Las mujeres que sueñan con llegar al altar vestidas de novias y poner en el matrimonio su más anhelada esperanza de felicidad, que es el bien supremo al que aspira la humanidad como lo confirma Aristóteles en su máxima obra moral a Nicómaco, empiezan a percibir que, pasada la supuesta y romántica luna de miel, la rutina y cotidianidad se encargan de ir marchitando la alegría hogareña y la dicha conyugal, pues como lo han advertido ilustres hombres de letras, para la mayoría de los hombres, la poesía acaba con el matrimonio, como el interés del cazador se desvanece al cobrar la presa.
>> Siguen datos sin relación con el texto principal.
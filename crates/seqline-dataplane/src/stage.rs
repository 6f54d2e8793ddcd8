//! Pipeline Stages
//!
//! A stage type supplies `init`, `process` and `free`, and is registered by
//! name before the topology is built. Each instance runs on its own worker
//! core and sees one packet at a time.

use crate::buffer::Packet;
use crate::config::StageParams;
use crate::error::{PipelineError, Result};
use std::collections::HashMap;
use std::sync::Arc;
use std::time::Instant;

/// What the worker does with a packet after `process`
#[derive(Debug, Clone, Copy, PartialEq, Eq)]
pub enum Verdict {
    /// Continue to the next layer
    Forward,
    /// Mark for discard; still travels to the reorder stage
    Drop,
    /// Hand to the accelerator; returns to the pipeline on completion
    Offload,
}

/// Where an instance sits, handed to `init`
#[derive(Debug, Clone)]
pub struct StageContext<'a> {
    /// Layer index
    pub layer: usize,
    /// Instance index within the layer
    pub index: usize,
    /// Global worker index (also the accelerator queue id)
    pub worker_id: usize,
    /// Burst size
    pub batch_size: usize,
    /// Whether this instance owns an accelerator queue
    pub accelerated: bool,
    /// Layer parameters
    pub params: &'a StageParams,
}

impl StageContext<'_> {
    /// Unsigned integer parameter with a default
    pub fn param_u64(&self, key: &str, default: u64) -> Result<u64> {
        match self.params.get(key) {
            None => Ok(default),
            Some(v) => v.as_u64().ok_or_else(|| {
                PipelineError::Config(format!("stage parameter {} must be an unsigned integer", key))
            }),
        }
    }
}

/// Stage capability contract
pub trait Stage: Send {
    /// Stage type name
    fn name(&self) -> &'static str;

    /// Prepare private state; failure aborts startup
    fn init(&mut self, _ctx: &StageContext<'_>) -> Result<()> {
        Ok(())
    }

    /// Handle one packet
    fn process(&mut self, pkt: &mut Packet, dp: &mut Dataplane) -> Result<Verdict>;

    /// Release private state at teardown
    fn free(&mut self) -> Result<()> {
        Ok(())
    }
}

/// Primitives available inside `process`
#[derive(Debug, Clone)]
pub struct Dataplane {
    worker_id: usize,
    accelerated: bool,
    burst_time: Instant,
}

impl Dataplane {
    /// Surface for one worker
    pub fn new(worker_id: usize, accelerated: bool) -> Self {
        Self {
            worker_id,
            accelerated,
            burst_time: Instant::now(),
        }
    }

    /// Refresh the burst timestamp (once per dequeued burst)
    #[inline]
    pub fn begin_burst(&mut self) {
        self.burst_time = Instant::now();
    }

    /// Time the current burst was dequeued
    #[inline]
    pub fn now(&self) -> Instant {
        self.burst_time
    }

    /// Owning worker
    pub fn worker_id(&self) -> usize {
        self.worker_id
    }

    /// Run `predicate`; a true result drops the packet
    #[inline]
    pub fn filter<F>(&self, pkt: &Packet, predicate: F) -> Verdict
    where
        F: FnOnce(&Packet) -> bool,
    {
        if predicate(pkt) {
            Verdict::Drop
        } else {
            Verdict::Forward
        }
    }

    /// Run `mutator` on the packet in place
    #[inline]
    pub fn transform<F>(&self, pkt: &mut Packet, mutator: F) -> Verdict
    where
        F: FnOnce(&mut Packet),
    {
        mutator(pkt);
        Verdict::Forward
    }

    /// Submit the packet to the accelerator
    #[inline]
    pub fn offload(&self) -> Result<Verdict> {
        if self.accelerated {
            Ok(Verdict::Offload)
        } else {
            Err(PipelineError::Accelerator(format!(
                "worker {} has no accelerator queue",
                self.worker_id
            )))
        }
    }
}

/// Builds a fresh stage instance
pub type StageFactory = Arc<dyn Fn() -> Box<dyn Stage> + Send + Sync>;

/// Stage types by name
#[derive(Clone)]
pub struct StageRegistry {
    factories: HashMap<String, StageFactory>,
}

impl StageRegistry {
    /// Registry with no stage types
    pub fn new() -> Self {
        Self {
            factories: HashMap::new(),
        }
    }

    /// Registry with the built-in stage types
    pub fn with_builtins() -> Self {
        let mut registry = Self::new();
        crate::stages::register_builtins(&mut registry);
        registry
    }

    /// Register a stage type, replacing any previous one of that name
    pub fn register<F>(&mut self, name: impl Into<String>, factory: F)
    where
        F: Fn() -> Box<dyn Stage> + Send + Sync + 'static,
    {
        let name = name.into();
        if self.factories.insert(name.clone(), Arc::new(factory)).is_some() {
            tracing::warn!(stage = %name, "stage type re-registered");
        }
    }

    /// Instantiate a registered stage type
    pub fn create(&self, name: &str) -> Result<Box<dyn Stage>> {
        self.factories
            .get(name)
            .map(|factory| factory())
            .ok_or_else(|| PipelineError::UnknownStage(name.to_string()))
    }

    /// Whether `name` is registered
    pub fn contains(&self, name: &str) -> bool {
        self.factories.contains_key(name)
    }

    /// Registered names, sorted
    pub fn names(&self) -> Vec<&str> {
        let mut names: Vec<&str> = self.factories.keys().map(String::as_str).collect();
        names.sort_unstable();
        names
    }
}

impl Default for StageRegistry {
    fn default() -> Self {
        Self::with_builtins()
    }
}

impl std::fmt::Debug for StageRegistry {
    fn fmt(&self, f: &mut std::fmt::Formatter<'_>) -> std::fmt::Result {
        f.debug_struct("StageRegistry")
            .field("stages", &self.names())
            .finish()
    }
}

#[cfg(test)]
mod tests {
    use super::*;

    struct CountingStage {
        seen: u64,
    }

    impl Stage for CountingStage {
        fn name(&self) -> &'static str {
            "counting"
        }

        fn process(&mut self, _pkt: &mut Packet, _dp: &mut Dataplane) -> Result<Verdict> {
            self.seen += 1;
            Ok(Verdict::Forward)
        }
    }

    #[test]
    fn test_register_and_create() {
        let mut registry = StageRegistry::new();
        assert!(!registry.contains("counting"));

        registry.register("counting", || Box::new(CountingStage { seen: 0 }));
        let mut stage = registry.create("counting").unwrap();
        assert_eq!(stage.name(), "counting");

        let mut dp = Dataplane::new(0, false);
        let mut pkt = Packet::new(b"x");
        assert_eq!(stage.process(&mut pkt, &mut dp).unwrap(), Verdict::Forward);
    }

    #[test]
    fn test_unknown_stage() {
        let registry = StageRegistry::new();
        assert!(matches!(
            registry.create("nope"),
            Err(PipelineError::UnknownStage(name)) if name == "nope"
        ));
    }

    #[test]
    fn test_builtins_present() {
        let registry = StageRegistry::with_builtins();
        for name in ["echo", "timestamp", "min_len", "normalize", "regex", "jitter"] {
            assert!(registry.contains(name), "missing {}", name);
        }
    }

    #[test]
    fn test_dataplane_primitives() {
        let dp = Dataplane::new(3, false);
        let mut pkt = Packet::new(b"short");

        assert_eq!(dp.filter(&pkt, |p| p.len() < 10), Verdict::Drop);
        assert_eq!(dp.filter(&pkt, |p| p.len() < 2), Verdict::Forward);

        let verdict = dp.transform(&mut pkt, |p| p.data_mut().make_ascii_uppercase());
        assert_eq!(verdict, Verdict::Forward);
        assert_eq!(pkt.data(), b"SHORT");

        assert!(dp.offload().is_err());
        assert_eq!(Dataplane::new(0, true).offload().unwrap(), Verdict::Offload);
    }

    #[test]
    fn test_context_params() {
        let mut params = StageParams::new();
        params.insert("min_len".into(), 64.into());
        params.insert("bad".into(), "x".into());
        let ctx = StageContext {
            layer: 0,
            index: 0,
            worker_id: 0,
            batch_size: 64,
            accelerated: false,
            params: &params,
        };
        assert_eq!(ctx.param_u64("min_len", 0).unwrap(), 64);
        assert_eq!(ctx.param_u64("missing", 7).unwrap(), 7);
        assert!(ctx.param_u64("bad", 0).is_err());
    }
}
Quien dude de esta aseveración que pregona el desinterés del hombre por su esposa una vez la ha hecho su cuasiesclava y aquella ostenta el título de “mi mujer”, connotación de apropiación que envenena y contamina la convivencia dado que las cosas son dignas de ser poseídas y no las personas. Pude hacer el ejercicio de observar en lugares públicos el comportamiento del enamorado con su amada a la que atiende y trata como una diosa antes de acceder al matrimonio, evento en el cal ella es objeto de admiración y contemplación, pero una vez convertida en esposa es ella la que toma la iniciativa de acariciar y mimar a su compañero sentimental tornado en frío y apático con la mujer con la que con el tiempo se convierte en una auténtica enemistad declarada o disfrazada con gustos y actitudes del uno hacia el otro auténticamente mecánicos y carentes de ternura. El hombre afable en su trabajo y risueño en sociedad se troca en huraño y déspota esposo, de ceño fruncido y aspecto taciturno sin el más leve sentimiento de mostrarse amable con su antes admirada mujer.
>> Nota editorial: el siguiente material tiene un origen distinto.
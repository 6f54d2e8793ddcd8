//! Egress Sinks
//!
//! Receive packets in restored order from the ingress core.

use crate::buffer::Packet;
use crate::error::Result;

/// Consumer of in-order packets
pub trait EgressSink: Send {
    /// Sink name for logs
    fn name(&self) -> &str;

    /// Take ownership of a burst, already in sequence order
    fn tx_burst(&mut self, pkts: &mut Vec<Packet>) -> Result<usize>;
}

/// Frees everything it receives
#[derive(Debug, Default)]
pub struct DiscardSink {
    packets: u64,
    bytes: u64,
}

impl DiscardSink {
    /// Empty sink
    pub fn new() -> Self {
        Self::default()
    }

    /// Packets freed
    pub fn packets(&self) -> u64 {
        self.packets
    }

    /// Payload bytes freed
    pub fn bytes(&self) -> u64 {
        self.bytes
    }
}

impl EgressSink for DiscardSink {
    fn name(&self) -> &str {
        "discard"
    }

    fn tx_burst(&mut self, pkts: &mut Vec<Packet>) -> Result<usize> {
        let n = pkts.len();
        self.packets += n as u64;
        self.bytes += crate::buffer::burst_bytes(pkts);
        pkts.clear();
        Ok(n)
    }
}

/// Keeps every packet it receives
#[derive(Debug, Default)]
pub struct CollectSink {
    packets: Vec<Packet>,
}

impl CollectSink {
    /// Empty sink
    pub fn new() -> Self {
        Self::default()
    }

    /// Packets collected so far
    pub fn packets(&self) -> &[Packet] {
        &self.packets
    }

    /// Sequence numbers in arrival order
    pub fn seqns(&self) -> Vec<u32> {
        self.packets.iter().map(Packet::seqn).collect()
    }

    /// Take the collected packets
    pub fn into_packets(self) -> Vec<Packet> {
        self.packets
    }
}

impl EgressSink for CollectSink {
    fn name(&self) -> &str {
        "collect"
    }

    fn tx_burst(&mut self, pkts: &mut Vec<Packet>) -> Result<usize> {
        let n = pkts.len();
        self.packets.append(pkts);
        Ok(n)
    }
}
Es frecuente en nuestro medio que el hombre se regocije con sus amigos en tertulias insípidas acompañadas de licor en cafés, tabernas y bares, encuentros poco aportantes intelectual, cultural y espiritualmente, lugares sórdidos plagados de humo y bullicio en el que muchos casados del sexo masculino rumian sus amarguras y ventilan sus penas alentados por música nostálgica, olvidados por completo de sus esposas e hijos, hogares a los que llegan ebrios y agresivos a agredir y maltratar los suyos. Tal actitud de altanería y desprecio con su familia suele ser ejercitada por millones de varones que entre chistes y chanzas se burlan del matrimonio y acuden con frecuencia a la expresión machista y antifeminista “la qua se casa es la mujer y no el hombre”, a la par que exhiben un falso orgullo viril pregonero que el hombre es de la calle y la mujer de la casa, con lo cual se refrenda la afirmación según la cual un hogar así conformado es un invivible infierno. Este factor potencia y alienta una infidelidad conyugal.
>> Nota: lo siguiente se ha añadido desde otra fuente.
impl Default for TopologyBuilder {
    fn default() -> Self {
        Self {
            layers: Vec::new(),
            link_mode: LinkMode::Bipartite,
            ring_size: DEFAULT_RING_SIZE,
            batch_size: DEFAULT_BATCH_SIZE,
            max_layers: MAX_LAYERS,
            max_instances: MAX_INSTANCES_PER_LAYER,
            cores: crate::config::available_cores(),
        }
    }
}

impl TopologyBuilder {
    /// Builder sized for this machine
    pub fn new() -> Self {
        Self::default()
    }

    /// Builder mirroring a validated configuration
    pub fn from_config(config: &PipelineConfig) -> Self {
        Self {
            layers: config.layers.clone(),
            link_mode: config.link_mode,
            ring_size: config.ring_size,
            batch_size: config.batch_size,
            max_layers: config.max_layers,
            max_instances: config.max_instances_per_layer,
            cores: config.cores,
        }
    }

    /// Append a layer of `instances` copies of `stage`
    pub fn layer(mut self, stage: impl Into<String>, instances: usize) -> Self {
        self.layers.push(LayerConfig::new(stage, instances));
        self
    }

    /// Append a fully specified layer
    pub fn layer_config(mut self, layer: LayerConfig) -> Self {
        self.layers.push(layer);
        self
    }

    /// Wiring between adjacent layers
    pub fn link_mode(mut self, mode: LinkMode) -> Self {
        self.link_mode = mode;
        self
    }

    /// Ring capacity
    pub fn ring_size(mut self, size: usize) -> Self {
        self.ring_size = size;
        self
    }

    /// Default burst size
    pub fn batch_size(mut self, size: usize) -> Self {
        self.batch_size = size;
        self
    }

    /// Override topology limits
    pub fn limits(mut self, max_layers: usize, max_instances: usize) -> Self {
        self.max_layers = max_layers;
        self.max_instances = max_instances;
        self
    }

    /// Cores available, ingress core included
    pub fn cores(mut self, cores: usize) -> Self {
        self.cores = cores;
        self
    }

    /// Total stage instances requested
    pub fn total_instances(&self) -> usize {
        self.layers.iter().map(|l| l.instances).sum()
    }

    /// Check counts and stage names without building anything
    pub fn validate(&self, registry: &StageRegistry) -> Result<()> {
        if self.layers.len() > self.max_layers {
            return Err(PipelineError::Topology(format!(
                "{} layers requested, maximum is {}",
                self.layers.len(),
                self.max_layers
            )));
        }

        for (idx, layer) in self.layers.iter().enumerate() {
            if layer.instances == 0 {
                return Err(PipelineError::Topology(format!("layer {} has no instances", idx)));
            }
            if layer.instances > self.max_instances {
                return Err(PipelineError::Topology(format!(
                    "layer {} has {} instances, maximum is {}",
                    idx, layer.instances, self.max_instances
                )));
            }
            if !registry.contains(&layer.stage) {
                return Err(PipelineError::UnknownStage(layer.stage.clone()));
            }
        }

        let required = self.total_instances() + 1;
        if required > self.cores {
            return Err(PipelineError::InsufficientCores {
                required,
                available: self.cores,
            });
        }
        Ok(())
    }

    /// Create, initialize and wire every stage instance
    pub fn build(self, registry: &StageRegistry, accel: Option<&Accelerator>) -> Result<Topology> {
        self.validate(registry)?;

        if self.layers.is_empty() {
            return self.build_passthrough();
        }

        let mut layers = self.create_instances(registry, accel)?;
        match self.wire(&mut layers) {
            Ok(rings) => {
                tracing::info!(
                    layers = layers.len(),
                    instances = self.total_instances(),
                    rings = rings.all().len(),
                    mode = ?self.link_mode,
                    "topology built"
                );
                Ok(Topology {
                    layers,
                    rings,
                    link_mode: self.link_mode,
                })
            }
            Err(e) => {
                for instance in layers.into_iter().flatten() {
                    free_instance(instance);
                }
                Err(e)
            }
        }
    }

    /// No stages: ingress feeds the tail directly
    fn build_passthrough(&self) -> Result<Topology> {
        let ring = Arc::new(Ring::new("head_tail", self.ring_size, RingMode::SpSc)?);
        ring.attach_producer();
        ring.attach_consumer();
        ring.validate()?;

        Ok(Topology {
            layers: Vec::new(),
            rings: TopologyRings {
                head: vec![ring.clone()],
                tail: vec![ring],
                links: Vec::new(),
            },
            link_mode: self.link_mode,
        })
    }

    fn create_instances(
        &self,
        registry: &StageRegistry,
        accel: Option<&Accelerator>,
    ) -> Result<Vec<Vec<StageInstance>>> {
        let mut layers: Vec<Vec<StageInstance>> = Vec::with_capacity(self.layers.len());
        let mut worker_id = 0;

        for (layer_idx, layer) in self.layers.iter().enumerate() {
            let mut instances = Vec::with_capacity(layer.instances);
            for index in 0..layer.instances {
                let id = InstanceId { layer: layer_idx, index };
                match self.create_instance(registry, accel, layer, id, worker_id) {
                    Ok(instance) => instances.push(instance),
                    Err(e) => {
                        tracing::error!(instance = %id, stage = %layer.stage, error = %e, "stage init failed");
                        for instance in layers.into_iter().flatten().chain(instances) {
                            free_instance(instance);
                        }
                        return Err(e);
                    }
                }
                worker_id += 1;
            }
            layers.push(instances);
        }
        Ok(layers)
    }

    fn create_instance(
        &self,
        registry: &StageRegistry,
        accel: Option<&Accelerator>,
        layer: &LayerConfig,
        id: InstanceId,
        worker_id: usize,
    ) -> Result<StageInstance> {
        let batch_size = layer.batch_size.unwrap_or(self.batch_size);
        let accel = accel.map(|a| a.queue(worker_id)).transpose()?;

        let mut stage = registry.create(&layer.stage)?;
        let ctx = StageContext {
            layer: id.layer,
            index: id.index,
            worker_id,
            batch_size,
            accelerated: accel.is_some(),
            params: &layer.params,
        };
        stage.init(&ctx)?;

        Ok(StageInstance {
            id,
            stage_type: layer.stage.clone(),
            stage,
            batch_size,
            rings_in: Vec::new(),
            rings_out: Vec::new(),
            worker_id,
            core: worker_id + 1,
            accel,
        })
    }

    fn wire(&self, layers: &mut [Vec<StageInstance>]) -> Result<TopologyRings> {
        let mut rings = TopologyRings::default();
        let last = layers.len() - 1;

        // Head: ingress is the only producer
        let first = layers[0].len();
        let nb_head = match self.link_mode {
            LinkMode::Bipartite => first,
            LinkMode::Shared => 1,
        };
        for r in 0..nb_head {
            let consumers = (r..first).step_by(nb_head).count();
            let ring = self.ring(format!("head_{}", r), 1, consumers)?;
            ring.attach_producer();
            rings.head.push(ring);
        }
        for (j, instance) in layers[0].iter_mut().enumerate() {
            let ring = &rings.head[j % nb_head];
            ring.attach_consumer();
            instance.rings_in.push(ring.clone());
        }

        // Links between adjacent layers
        for i in 0..last {
            let (left, right) = layers.split_at_mut(i + 1);
            let (producers, consumers) = (&mut left[i], &mut right[0]);

            match self.link_mode {
                LinkMode::Bipartite => {
                    for (j, producer) in producers.iter_mut().enumerate() {
                        for (k, consumer) in consumers.iter_mut().enumerate() {
                            let ring = self.ring(format!("link_{}_{}_{}_{}", i, i + 1, j, k), 1, 1)?;
                            connect(producer, consumer, &ring);
                            rings.links.push(ring);
                        }
                    }
                }
                LinkMode::Shared => {
                    let ring = self.ring(
                        format!("link_{}_{}", i, i + 1),
                        producers.len(),
                        consumers.len(),
                    )?;
                    for producer in producers.iter_mut() {
                        ring.attach_producer();
                        producer.rings_out.push(ring.clone());
                    }
                    for consumer in consumers.iter_mut() {
                        ring.attach_consumer();
                        consumer.rings_in.push(ring.clone());
                    }
                    rings.links.push(ring);
                }
            }
        }

        // Tail: ingress is the only consumer
        match self.link_mode {
            LinkMode::Bipartite => {
                for (k, instance) in layers[last].iter_mut().enumerate() {
                    let ring = self.ring(format!("tail_{}", k), 1, 1)?;
                    ring.attach_producer();
                    ring.attach_consumer();
                    instance.rings_out.push(ring.clone());
                    rings.tail.push(ring);
                }
            }
            LinkMode::Shared => {
                let ring = self.ring("tail".to_string(), layers[last].len(), 1)?;
                for instance in layers[last].iter_mut() {
                    ring.attach_producer();
                    instance.rings_out.push(ring.clone());
                }
                ring.attach_consumer();
                rings.tail.push(ring);
            }
        }

        for ring in rings.all() {
            ring.validate()?;
        }
        Ok(rings)
    }

    fn ring(&self, name: String, producers: usize, consumers: usize) -> Result<Arc<Ring>> {
        let mode = RingMode::for_degree(producers, consumers);
        Ok(Arc::new(Ring::new(name, self.ring_size, mode)?))
    }
}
El ansia de ternura y cariño que demanda la mujer no es tenida en cuenta por el hombre y por tanto la indiferencia y antipatía desplegada por su esposo dan al traste con el amor, respeto y admiración que se profesaban antes de contraer nupcias. Suele ocurrir que un hombre se casa con una joven, bella, alegre y muy poco después se convierte en una dama amargada, triste y apagada que más bien vive un ambiente de recriminaciones, quejas y reclamos que van minando sustancialmente la convivencia y alejando emocionalmente a los antes fogosos y juveniles amantes. La juventud y la belleza de una esposa que sufre y padece un entorno hostil y degradante hacen que ella pierda prematuramente su atractivo y tenga una vejez ligera, idea espantable en cualquier miembro del sexo femenino. En un ambiente de desamor la belleza y la juventud se evaporan con gran facilidad, así como en uno de amor y feliz convivencia aquellas tienden a mantenerse hasta edades que pueden considerarse altas, como puede notarse a veces con septuagenarios y octogenarios que irradian felicidad y resuman arrebatos juveniles. Generalmente una mujer insatisfecha e infeliz recurre a su mortificante cantaleta o quejadumbre, lo que ocasiona desavenencias conyugales que terminan en maltratos y homicidios.
España, Colombia y otras naciones iberoamericanas padecen en la actualidad de este fenómeno cada vez más acentuado, hasta el punto que el Código penal de 1936 llamaba uxoricidio o muerte del cónyuge por celos, actualmente existe bajo la denominación de feminicidio, lo que dibuja el panorama desolador de las relaciones conyugales tiranizadas por la violencia intrafamiliar.
Del obsequioso, amable, atento y tierno novio suele transformarse en el patán, grosero y desdeñoso marido, con lo que la paz del hogar desaparece tan solo transcurridos unos meses de la otrora anhelada boda matrimonial. Los celos, enojos y recelos conyugales envenenan la atmósfera hogareña convirtiéndose en un enemigo acérrimo de la felicidad de hombres y mujeres.
El hombre pretende esconder su frustración matrimonial en las distracciones más insípidas y alienantes, como juegos de cartas, ingestas de licor, neurótico apego al fútbol y la mujer consume su vida en la más degradante monotonía y rutina caseras. Las energías de esposos e hijos se desvanecen y cada cual se refugia en las redes sociales, la televisión y otras distracciones dañinas poco edificantes para el ser humano. Aún quedan vestigios y huellas del machismo patriarcal, alentado por su moral y algunas religiones misóginas y enemigas de la mujer.